We have been hearing a lot about light trucks and their rising demand due to the housing recovery (light trucks are mostly used to transport construction material). In a recent post of mine, I highlighted how sales of light trucks have helped keep the U.S. auto sales momentum going. However, we have always missed the aspect of light-truck part suppliers. How are they performing? Let’s have a look at some of them.
American Axle & Manufact. Holdings, Inc. (NYSE:AXL) is a leading provider of light vehicle driveline systems, principally to light trucks in North America. The Street sees above-average revenue visibility given its large backlog, low exposure to Europe (3% of sales versus 35% parts supplier average), ongoing sustainable cyclical recovery in North American sales (82% of sales) and production, and the 2013 rollout of all-new versions of General Motors Company (NYSE:GM)’s family of full-size pickups and SUVs in which American Axle & Manufact. Holdings, Inc. (NYSE:AXL) has significant content (58% of sales).
That said, the company faces potential headwinds. There is a lack of significant leverage to secular growth themes. The company is currently in the process of extending its business lines to new geographies, which presents potential execution and margin risk in the near future (though long-term benefits can be substantial if executed properly).
American Axle & Manufact. Holdings, Inc. (NYSE:AXL) has heavily relied upon former parent General Motors Company (NYSE:GM) in North America (73% of sales) over the years. However, it is now set to substantially transform itself over the next several years via new non-General Motors Company (NYSE:GM) business. Its 2012-2014 backlog (highest as a percentage of 2012 sales among the peers) is majority non-General Motors Company (NYSE:GM) and majority non-light truck, and represents an expansion into new products and new geographies. While diversification is the appropriate strategy, it also presents execution challenges.

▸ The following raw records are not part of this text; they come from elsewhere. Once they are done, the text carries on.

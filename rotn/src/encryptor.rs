//! Encryptor factory and the keyed instances it produces.
//!
//! The host engine registers one [`RotNEncryptor`] and customizes it once per
//! encryption configuration (each encrypted table, and the log). Each call to
//! [`RotNEncryptor::customize`] validates the key identifier and secret
//! against the key policy and returns a [`KeyedEncryptor`] bound to the
//! derived rotation. Encrypt, decrypt and sizing calls then go to that
//! instance until the host tears it down with [`KeyedEncryptor::terminate`].
//!
//! The factory itself has no teardown: it lives as long as the registration.

use crate::config::EncryptionConfig;
use crate::envelope;
use crate::error::{Error, KeyPolicyError};
use crate::key_policy::{KeyBinding, KeyPolicy, StaticKeyPolicy};
use crate::transform::Rotation;
use secrecy::{ExposeSecret, SecretString};
use std::fmt;
use std::sync::atomic::{AtomicU64, Ordering};
use std::sync::Arc;
use tracing::{debug, warn};

/// Name under which the rotation encryptor is registered.
pub const ROTN_NAME: &str = "rotn";

/// Operations the host engine performs on a customized encryptor.
///
/// Implementations must be thread-safe (`Send + Sync`): concurrent sessions
/// share one instance per table.
pub trait Encryptor: Send + Sync {
    /// Returns the number of bytes encryption adds beyond the plaintext
    /// length.
    fn sizing(&self) -> usize;

    /// Encrypts `src` into `dst` and returns the number of bytes written.
    ///
    /// # Errors
    ///
    /// Returns `Error::InsufficientCapacity` if `dst` is smaller than
    /// `src.len() + sizing()`.
    fn encrypt(&self, src: Option<&[u8]>, dst: &mut [u8]) -> Result<usize, Error>;

    /// Decrypts `src` into `dst` and returns the number of bytes written.
    ///
    /// # Errors
    ///
    /// Returns an error if `src` is not a valid record or `dst` is too small.
    fn decrypt(&self, src: Option<&[u8]>, dst: &mut [u8]) -> Result<usize, Error>;

    /// Releases the instance and returns its final call count.
    fn terminate(self: Box<Self>) -> u64;
}

/// Creates customized encryptors from configuration.
pub trait EncryptorFactory: Send + Sync {
    /// Validates `config` and returns a bound encryptor.
    ///
    /// # Errors
    ///
    /// Returns `Error::InvalidArgument` or `Error::PermissionDenied` if the
    /// configuration is rejected. No instance is produced on error.
    fn customize(&self, config: &EncryptionConfig) -> Result<Box<dyn Encryptor>, Error>;
}

/// Factory template for rotation encryptors.
///
/// # Example
///
/// ```
/// use rotn::config::EncryptionConfig;
/// use rotn::encryptor::RotNEncryptor;
///
/// # fn main() -> Result<(), rotn::error::Error> {
/// let factory = RotNEncryptor::with_default_policy();
/// let table = factory.customize(&EncryptionConfig::new().with_keyid("user1"))?;
///
/// let mut record = vec![0u8; 6 + table.sizing()];
/// let written = table.encrypt(Some(b"value0".as_slice()), &mut record)?;
///
/// let mut plaintext = vec![0u8; written - table.sizing()];
/// table.decrypt(Some(&record[..written]), &mut plaintext)?;
/// assert_eq!(plaintext, b"value0");
///
/// table.terminate();
/// # Ok(())
/// # }
/// ```
pub struct RotNEncryptor<P: KeyPolicy> {
    policy: Arc<P>,
    default_rotation: Rotation,
    calls: AtomicU64,
}

impl<P: KeyPolicy> RotNEncryptor<P> {
    /// Creates a factory resolving keys through `policy`.
    pub fn new(policy: P) -> Self {
        Self { policy: Arc::new(policy), default_rotation: Rotation::IDENTITY, calls: AtomicU64::new(0) }
    }

    /// Returns the rotation of the uncustomized template.
    #[must_use]
    pub const fn default_rotation(&self) -> Rotation {
        self.default_rotation
    }

    /// Returns the number of operations the template itself has served.
    #[must_use]
    pub fn calls(&self) -> u64 {
        self.calls.load(Ordering::Relaxed)
    }

    /// Returns the envelope expansion, counting the call against the template.
    pub fn sizing(&self) -> usize {
        self.calls.fetch_add(1, Ordering::Relaxed);
        envelope::sizing()
    }

    /// Binds the key named in `config` and returns a new instance.
    ///
    /// The instance's call counter starts at the template's counter plus one
    /// for this call.
    ///
    /// # Errors
    ///
    /// Returns:
    /// - `Error::InvalidArgument` if `keyid` is missing or unknown
    /// - `Error::PermissionDenied` if the key requires a secret and the one
    ///   supplied is missing or wrong
    /// - `Error::AllocationFailure` if the key material cannot be copied
    pub fn customize(&self, config: &EncryptionConfig) -> Result<KeyedEncryptor, Error> {
        let Some(key_id) = config.keyid() else {
            warn!("encryptor customize rejected: no key identifier");
            return Err(KeyPolicyError::MissingKeyId.into());
        };

        let key_id = try_copy(key_id)?;
        let secret = config
            .secretkey()
            .map(|s| try_copy(s.expose_secret()).map(SecretString::new))
            .transpose()?;

        // On rejection `key_id` and `secret` drop before the error is returned.
        let binding = match self.policy.resolve(&key_id, secret.as_ref()) {
            Ok(binding) => binding,
            Err(err) => {
                warn!(key_id = %key_id, error = %err, "encryptor customize rejected");
                return Err(err.into());
            }
        };

        let calls = self.calls.load(Ordering::Relaxed) + 1;
        debug!(
            key_id = %key_id,
            rotation = binding.rotation().distance(),
            system = binding.is_system(),
            "encryptor customized"
        );

        Ok(KeyedEncryptor { key_id, secret, binding, calls: AtomicU64::new(calls) })
    }
}

impl RotNEncryptor<StaticKeyPolicy> {
    /// Creates a factory with the built-in key table.
    #[must_use]
    pub fn with_default_policy() -> Self {
        Self::new(StaticKeyPolicy::default())
    }
}

impl<P: KeyPolicy> EncryptorFactory for RotNEncryptor<P> {
    fn customize(&self, config: &EncryptionConfig) -> Result<Box<dyn Encryptor>, Error> {
        Ok(Box::new(Self::customize(self, config)?))
    }
}

impl<P: KeyPolicy> fmt::Debug for RotNEncryptor<P> {
    fn fmt(&self, f: &mut fmt::Formatter<'_>) -> fmt::Result {
        f.debug_struct("RotNEncryptor")
            .field("default_rotation", &self.default_rotation)
            .field("calls", &self.calls())
            .finish_non_exhaustive()
    }
}

/// An encryptor bound to one key.
///
/// Owns its key identifier and secret until [`terminate`](Self::terminate).
/// The secret is zeroized when released.
pub struct KeyedEncryptor {
    key_id: String,
    secret: Option<SecretString>,
    binding: KeyBinding,
    calls: AtomicU64,
}

impl KeyedEncryptor {
    /// Returns the bound key identifier.
    #[must_use]
    pub fn key_id(&self) -> &str {
        &self.key_id
    }

    /// Returns `true` if a secret was supplied at customize time.
    #[must_use]
    pub const fn has_secret(&self) -> bool {
        self.secret.is_some()
    }

    /// Returns the policy binding this instance was created with.
    #[must_use]
    pub const fn binding(&self) -> KeyBinding {
        self.binding
    }

    /// Returns the derived rotation.
    #[must_use]
    pub const fn rotation(&self) -> Rotation {
        self.binding.rotation()
    }

    /// Returns the number of operations served so far.
    #[must_use]
    pub fn calls(&self) -> u64 {
        self.calls.load(Ordering::Relaxed)
    }

    /// Returns the envelope expansion.
    pub fn sizing(&self) -> usize {
        self.record_call();
        envelope::sizing()
    }

    /// Encrypts `src` into `dst` and returns the number of bytes written.
    ///
    /// `None` or an empty source writes nothing and returns `Ok(0)`.
    ///
    /// # Errors
    ///
    /// Returns `Error::InsufficientCapacity` if `dst` is smaller than
    /// `src.len() + sizing()`. Nothing is written in that case.
    pub fn encrypt(&self, src: Option<&[u8]>, dst: &mut [u8]) -> Result<usize, Error> {
        self.record_call();
        envelope::wrap_into(src, &self.rotation(), dst)
    }

    /// Decrypts `src` into `dst` and returns the number of bytes written.
    ///
    /// `None` or an empty source writes nothing and returns `Ok(0)`.
    ///
    /// # Errors
    ///
    /// Returns:
    /// - `Error::InvalidEnvelope` if `src` is shorter than the envelope header
    /// - `Error::InsufficientCapacity` if `dst` is smaller than
    ///   `src.len() - sizing()`
    /// - `Error::IntegrityCheckFailed` if the record has been altered
    pub fn decrypt(&self, src: Option<&[u8]>, dst: &mut [u8]) -> Result<usize, Error> {
        self.record_call();
        envelope::unwrap_into(src, &self.rotation(), dst)
    }

    /// Tears the instance down and returns its final call count.
    ///
    /// Consumes the instance, so it runs exactly once. The key identifier and
    /// secret are released here; the factory that produced the instance is not
    /// affected.
    pub fn terminate(self) -> u64 {
        let calls = self.record_call();
        debug!(key_id = %self.key_id, calls, "encryptor terminated");
        calls
    }

    fn record_call(&self) -> u64 {
        self.calls.fetch_add(1, Ordering::Relaxed) + 1
    }
}

impl Encryptor for KeyedEncryptor {
    fn sizing(&self) -> usize {
        Self::sizing(self)
    }

    fn encrypt(&self, src: Option<&[u8]>, dst: &mut [u8]) -> Result<usize, Error> {
        Self::encrypt(self, src, dst)
    }

    fn decrypt(&self, src: Option<&[u8]>, dst: &mut [u8]) -> Result<usize, Error> {
        Self::decrypt(self, src, dst)
    }

    fn terminate(self: Box<Self>) -> u64 {
        Self::terminate(*self)
    }
}

impl fmt::Debug for KeyedEncryptor {
    fn fmt(&self, f: &mut fmt::Formatter<'_>) -> fmt::Result {
        f.debug_struct("KeyedEncryptor")
            .field("key_id", &self.key_id)
            .field("has_secret", &self.has_secret())
            .field("binding", &self.binding)
            .field("calls", &self.calls())
            .finish()
    }
}

/// Copies `s` into a freshly allocated string, reporting allocation failure
/// instead of aborting.
fn try_copy(s: &str) -> Result<String, Error> {
    let mut owned = String::new();
    owned.try_reserve_exact(s.len()).map_err(|_| Error::AllocationFailure)?;
    owned.push_str(s);
    Ok(owned)
}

Another name in this category is Dana Holding Corporation (NYSE:DAN), which also enjoys only modest leverage to secular growth themes. Dana Holding Corporation (NYSE:DAN) supplies driveline components, including axles, to the light and commercial vehicle industries, and the off-highway vehicle market. It also provides a variety of engine components and heat transfer products. JPMorgan Chase & Co. (NYSE:JPM) recommends a neutral position in this stock. JPMorgan Chase & Co. (NYSE:JPM) sees several investment positives (explained below), which the neutral rating balances with below-peer top-line growth and middle-of the-pack earnings growth prospects through 2014.
Though focused growth stories are more preferred, JPMorgan Chase & Co. (NYSE:JPM) looks favorably upon Dana Holding Corporation (NYSE:DAN)’s combined light and commercial vehicle orientation, believing it diversifies end market exposure while not compromising a focus on core competencies. The company’s high aftermarket exposure is also attractive, which tends to be higher profit and lower volatility, although with slower growth. Moreover, Dana Holding Corporation (NYSE:DAN) is expected to grow earnings faster than sales, given management track record of margin improvement through operating efficiencies.
Investors might not like Lear Corporation (NYSE:LEA), the maker of electrical power management systems (EPMS) for the light vehicle industry, for its minimal exposure to secular growth drivers. Many also believe that the company is expected to display below-peer sales and earnings growth. However, I am bullish on the stock.